- Aim of the task
Lines with the string "match" must each be copied from the listing.

- The data
.....

//! Chain scanner
//!
//! Turns an [`ExplorerClient`] into an ordered, lazy, cancellable stream of
//! blocks starting at a given height.
//!
//! ```text
//!            ┌──────────────── ok ─────────────────┐
//!            ▼                                     │
//!   ┌─────────────────┐  block   ┌──────────┐  accepted
//!   │ Fetching(h)     │────────▶│ Emitting │──────────▶ Fetching(h+1)
//!   └─────────────────┘          └──────────┘
//!     │          ▲                    │
//!     │ not yet  │ wait elapsed       │ cancelled / receiver gone
//!     ▼          │                    ▼
//!   ┌─────────────────┐          ┌────────────┐
//!   │ Backoff(h)      │────────▶│ Terminated │◀── any other error
//!   └─────────────────┘ cancelled└────────────┘
//! ```
//!
//! The producer runs on its own task and hands blocks over a channel of
//! capacity one, so it never runs more than a block ahead of its consumer.
//! The terminal error is read once, after the stream is exhausted, through
//! [`BlockStream::finish`].

use crate::{explorer::ExplorerClient, metrics::Metrics, types::Block, Error, Result};
use async_trait::async_trait;
use futures::Stream;
use std::pin::Pin;
use std::sync::Arc;
use std::task::{Context, Poll};
use std::time::Duration;
use tokio::sync::mpsc;
use tokio::task::JoinHandle;
use tokio_stream::wrappers::ReceiverStream;
use tokio_util::sync::CancellationToken;

/// Default wait before retrying a height that is not produced yet
pub const DEFAULT_BACKOFF: Duration = Duration::from_secs(60);

/// Suspension used between retries
#[async_trait]
pub trait Timer: Send + Sync {
    /// Complete after `duration`
    async fn sleep(&self, duration: Duration);
}

/// Timer backed by the tokio clock
#[derive(Debug, Clone, Copy, Default)]
pub struct TokioTimer;

#[async_trait]
impl Timer for TokioTimer {
    async fn sleep(&self, duration: Duration) {
        tokio::time::sleep(duration).await;
    }
}

/// Scanner state
#[derive(Debug)]
pub enum ScanState {
    /// Requesting `height`; `attempt` counts previous not-yet-produced answers
    Fetching {
        /// Height being requested
        height: u64,
        /// Consecutive not-yet-produced answers for this height
        attempt: u32,
    },
    /// Waiting for the consumer to accept a block
    Emitting(Block),
    /// Waiting before asking for `height` again
    Backoff {
        /// Height to retry
        height: u64,
        /// Consecutive not-yet-produced answers for this height
        attempt: u32,
    },
    /// Scan finished with this error
    Terminated(Error),
}

/// Block scanner over an explorer
pub struct ChainScanner {
    explorer: Arc<dyn ExplorerClient>,
    timer: Arc<dyn Timer>,
    backoff: Duration,
    metrics: Option<Metrics>,
}

impl ChainScanner {
    /// Create scanner with the default backoff and the tokio timer
    pub fn new(explorer: Arc<dyn ExplorerClient>) -> Self {
        Self {
            explorer,
            timer: Arc::new(TokioTimer),
            backoff: DEFAULT_BACKOFF,
            metrics: None,
        }
    }

    /// Set the wait between retries of a not-yet-produced height
    pub fn with_backoff(mut self, backoff: Duration) -> Self {
        self.backoff = backoff;
        self
    }

    /// Replace the timer
    pub fn with_timer(mut self, timer: Arc<dyn Timer>) -> Self {
        self.timer = timer;
        self
    }

    /// Attach metrics
    pub fn with_metrics(mut self, metrics: Metrics) -> Self {
        self.metrics = Some(metrics);
        self
    }

    /// Start scanning at `start`. The scan stops when `cancel` fires.
    pub fn scan(&self, start: u64, cancel: CancellationToken) -> BlockStream {
        let (tx, rx) = mpsc::channel(1);
        let cancel = cancel.child_token();

        let machine = ScanMachine {
            explorer: self.explorer.clone(),
            timer: self.timer.clone(),
            backoff: self.backoff,
            metrics: self.metrics.clone(),
            cancel: cancel.clone(),
            tx,
        };

        let task = tokio::spawn(machine.run(start));

        BlockStream {
            blocks: ReceiverStream::new(rx),
            task: Some(task),
            cancel,
        }
    }
}

struct ScanMachine {
    explorer: Arc<dyn ExplorerClient>,
    timer: Arc<dyn Timer>,
    backoff: Duration,
    metrics: Option<Metrics>,
    cancel: CancellationToken,
    tx: mpsc::Sender<Block>,
}

impl ScanMachine {
    async fn run(self, start: u64) -> Error {
        tracing::info!(height = start, "Scanning block chain");

        let mut state = ScanState::Fetching {
            height: start,
            attempt: 0,
        };
        loop {
            state = match state {
                ScanState::Terminated(err) => {
                    if err.is_cancelled() {
                        tracing::info!("Scan cancelled");
                    } else {
                        tracing::error!(error = %err, "Scan terminated");
                    }
                    return err;
                }
                state => self.step(state).await,
            };
        }
    }

    async fn step(&self, state: ScanState) -> ScanState {
        match state {
            ScanState::Fetching { height, attempt } => self.fetch(height, attempt).await,
            ScanState::Emitting(block) => self.emit(block).await,
            ScanState::Backoff { height, attempt } => self.wait(height, attempt).await,
            terminated @ ScanState::Terminated(_) => terminated,
        }
    }

    async fn fetch(&self, height: u64, attempt: u32) -> ScanState {
        let result: Result<Block> = tokio::select! {
            biased;
            _ = self.cancel.cancelled() => Err(Error::Cancelled),
            result = self.explorer.get_block(height) => result,
        };

        match result {
            Ok(block) if block.height != height => ScanState::Terminated(Error::UnexpectedHeight {
                expected: height,
                actual: block.height,
            }),
            Ok(block) => ScanState::Emitting(block),
            Err(err) if err.is_not_yet_produced() => ScanState::Backoff {
                height,
                attempt: attempt + 1,
            },
            Err(err) => ScanState::Terminated(err),
        }
    }

    async fn emit(&self, block: Block) -> ScanState {
        let height = block.height;
        tokio::select! {
            biased;
            _ = self.cancel.cancelled() => ScanState::Terminated(Error::Cancelled),
            sent = self.tx.send(block) => match sent {
                Ok(()) => {
                    if let Some(metrics) = &self.metrics {
                        metrics.record_block_scanned(height);
                    }
                    tracing::debug!(height, "Block emitted");
                    ScanState::Fetching { height: height + 1, attempt: 0 }
                }
                // Nobody is listening anymore
                Err(_) => ScanState::Terminated(Error::Cancelled),
            },
        }
    }

    async fn wait(&self, height: u64, attempt: u32) -> ScanState {
        if let Some(metrics) = &self.metrics {
            metrics.record_backoff();
        }
        tracing::debug!(
            height,
            attempt,
            backoff_secs = self.backoff.as_secs(),
            "Block not produced yet, backing off"
        );

        tokio::select! {
            biased;
            _ = self.cancel.cancelled() => ScanState::Terminated(Error::Cancelled),
            _ = self.timer.sleep(self.backoff) => ScanState::Fetching { height, attempt },
        }
    }
}

/// Ordered stream of scanned blocks
pub struct BlockStream {
    blocks: ReceiverStream<Block>,
    task: Option<JoinHandle<Error>>,
    cancel: CancellationToken,
}

impl BlockStream {
    /// Stop the producer without waiting for the stream to drain
    pub fn cancel(&self) {
        self.cancel.cancel();
    }

    /// Terminal error of the scan.
    ///
    /// Stops the producer if it is still running, then waits for it.
    /// [`Error::Cancelled`] means the scan was stopped on purpose.
    pub async fn finish(mut self) -> Error {
        self.cancel.cancel();
        self.blocks.close();

        match self.task.take() {
            Some(task) => match task.await {
                Ok(err) => err,
                Err(e) => Error::Concurrency(format!("Scanner task failed: {}", e)),
            },
            None => Error::Concurrency("Scanner already finished".to_string()),
        }
    }
}

impl Stream for BlockStream {
    type Item = Block;

    fn poll_next(mut self: Pin<&mut Self>, cx: &mut Context<'_>) -> Poll<Option<Block>> {
        Pin::new(&mut self.blocks).poll_next(cx)
    }
}

impl Drop for BlockStream {
    fn drop(&mut self) {
        self.cancel.cancel();
    }
}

.....

- Solution below
            state = match state {
        match state {
        match result {
            sent = self.tx.send(block) => match sent {
        match self.task.take() {
            Some(task) => match task.await {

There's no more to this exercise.